Elle contemplait, là-bas, le portrait sombre. Pourquoi Reutler prenait-il, à certains moments, le sourire de Paul-Éric ? Un sourire bizarre, si détaché de tout !… Ah ! Pourquoi fallait-il que ce fût l’autre, le grand, qui précisément ne voulût pas d’elle ? Le plus petit de ces tigres avait tellement l’air d’un joli chat joueur qui suit la jupe pour le seul plaisir de se rouler dans les tapis ! Était-ce dangereux de le laisser jouer ?

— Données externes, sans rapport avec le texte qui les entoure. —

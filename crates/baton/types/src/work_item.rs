//! Work items: units of externally-performed work tracked by an instance.

use std::collections::HashMap;

use chrono::{DateTime, Utc};
use serde::{Deserialize, Serialize};
use serde_json::Value;

use crate::{ElementId, NodeInstanceId, ProcessInstanceId, WorkItemId};

/// Lifecycle state of a work item.
#[derive(Debug, Clone, Copy, PartialEq, Eq, Hash, Serialize, Deserialize)]
pub enum WorkItemState {
    Active,
    Completed,
    Aborted,
}

impl WorkItemState {
    pub fn is_terminal(&self) -> bool {
        matches!(self, WorkItemState::Completed | WorkItemState::Aborted)
    }

    /// Fixed numeric code used on the snapshot wire.
    pub fn code(&self) -> i32 {
        match self {
            WorkItemState::Active => 0,
            WorkItemState::Completed => 1,
            WorkItemState::Aborted => 2,
        }
    }

    pub fn from_code(code: i32) -> Option<Self> {
        match code {
            0 => Some(WorkItemState::Active),
            1 => Some(WorkItemState::Completed),
            2 => Some(WorkItemState::Aborted),
            _ => None,
        }
    }
}

/// A unit of external or human work owned by one process instance.
///
/// State moves only through the owning instance's work-item operations; the
/// fields here are plain data so stores and marshallers can carry them.
#[derive(Debug, Clone, PartialEq, Serialize, Deserialize)]
pub struct WorkItem {
    pub id: WorkItemId,
    pub process_instance_id: ProcessInstanceId,
    pub node_id: ElementId,
    pub node_instance_id: NodeInstanceId,
    /// Work item kind, e.g. the registered handler name ("Human Task").
    pub name: String,
    pub state: WorkItemState,
    /// Last lifecycle phase recorded by `transition_work_item`.
    pub phase: Option<String>,
    pub parameters: HashMap<String, Value>,
    pub results: HashMap<String, Value>,
    pub created_at: DateTime<Utc>,
}

impl WorkItem {
    pub fn new(
        process_instance_id: ProcessInstanceId,
        node_id: ElementId,
        node_instance_id: NodeInstanceId,
        name: impl Into<String>,
        parameters: HashMap<String, Value>,
    ) -> Self {
        Self {
            id: WorkItemId::generate(),
            process_instance_id,
            node_id,
            node_instance_id,
            name: name.into(),
            state: WorkItemState::Active,
            phase: None,
            parameters,
            results: HashMap::new(),
            created_at: Utc::now(),
        }
    }

    pub fn parameter(&self, name: &str) -> Option<&Value> {
        self.parameters.get(name)
    }
}

#[cfg(test)]
mod tests {
    use super::*;
    use serde_json::json;

    fn make_work_item() -> WorkItem {
        let mut parameters = HashMap::new();
        parameters.insert("priority".to_string(), json!("high"));
        WorkItem::new(
            ProcessInstanceId::new("pi-1"),
            ElementId::new("approve"),
            NodeInstanceId::new("ni-1"),
            "Human Task",
            parameters,
        )
    }

    #[test]
    fn test_new_work_item_is_active() {
        let wi = make_work_item();
        assert_eq!(wi.state, WorkItemState::Active);
        assert!(!wi.state.is_terminal());
        assert!(wi.results.is_empty());
        assert!(wi.phase.is_none());
        assert_eq!(wi.parameter("priority"), Some(&json!("high")));
    }

    #[test]
    fn test_state_codes_round_trip() {
        for state in [
            WorkItemState::Active,
            WorkItemState::Completed,
            WorkItemState::Aborted,
        ] {
            assert_eq!(WorkItemState::from_code(state.code()), Some(state));
        }
        assert_eq!(WorkItemState::from_code(9), None);
    }

    #[test]
    fn test_generated_ids_are_unique() {
        let a = make_work_item();
        let b = make_work_item();
        assert_ne!(a.id, b.id);
    }
}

— Je t’aime énormément, Mica ! murmurait Paul de sa voix lasse. Tu es drôle, tu ressembles à un collégien en vacances chez une vieille cousine trop… jeune. Tu as des prunelles qui brillent et ta bouche est déjà toute fanée. Tu t’incendies toi-même avec ta sotte passion pour ton hercule Farnèse. Il est en marbre, en bronze ! Ne pleure donc plus. C’est idiot ! Tu te consumes, ma pauvre parcelle de femme ! Il mérite que tu lui prouves de quel bois on se chauffe quand on sait allumer le feu ! Envoie-moi ce bonhomme au diable ! Il est en pierre, entends-tu ? j’ai mes raisons pour te l’affirmer ! Et il a tort ! Tiens ! Tu me cajoles, à présent. Ce que ces sacrées femelles n’ont pas de mesure !…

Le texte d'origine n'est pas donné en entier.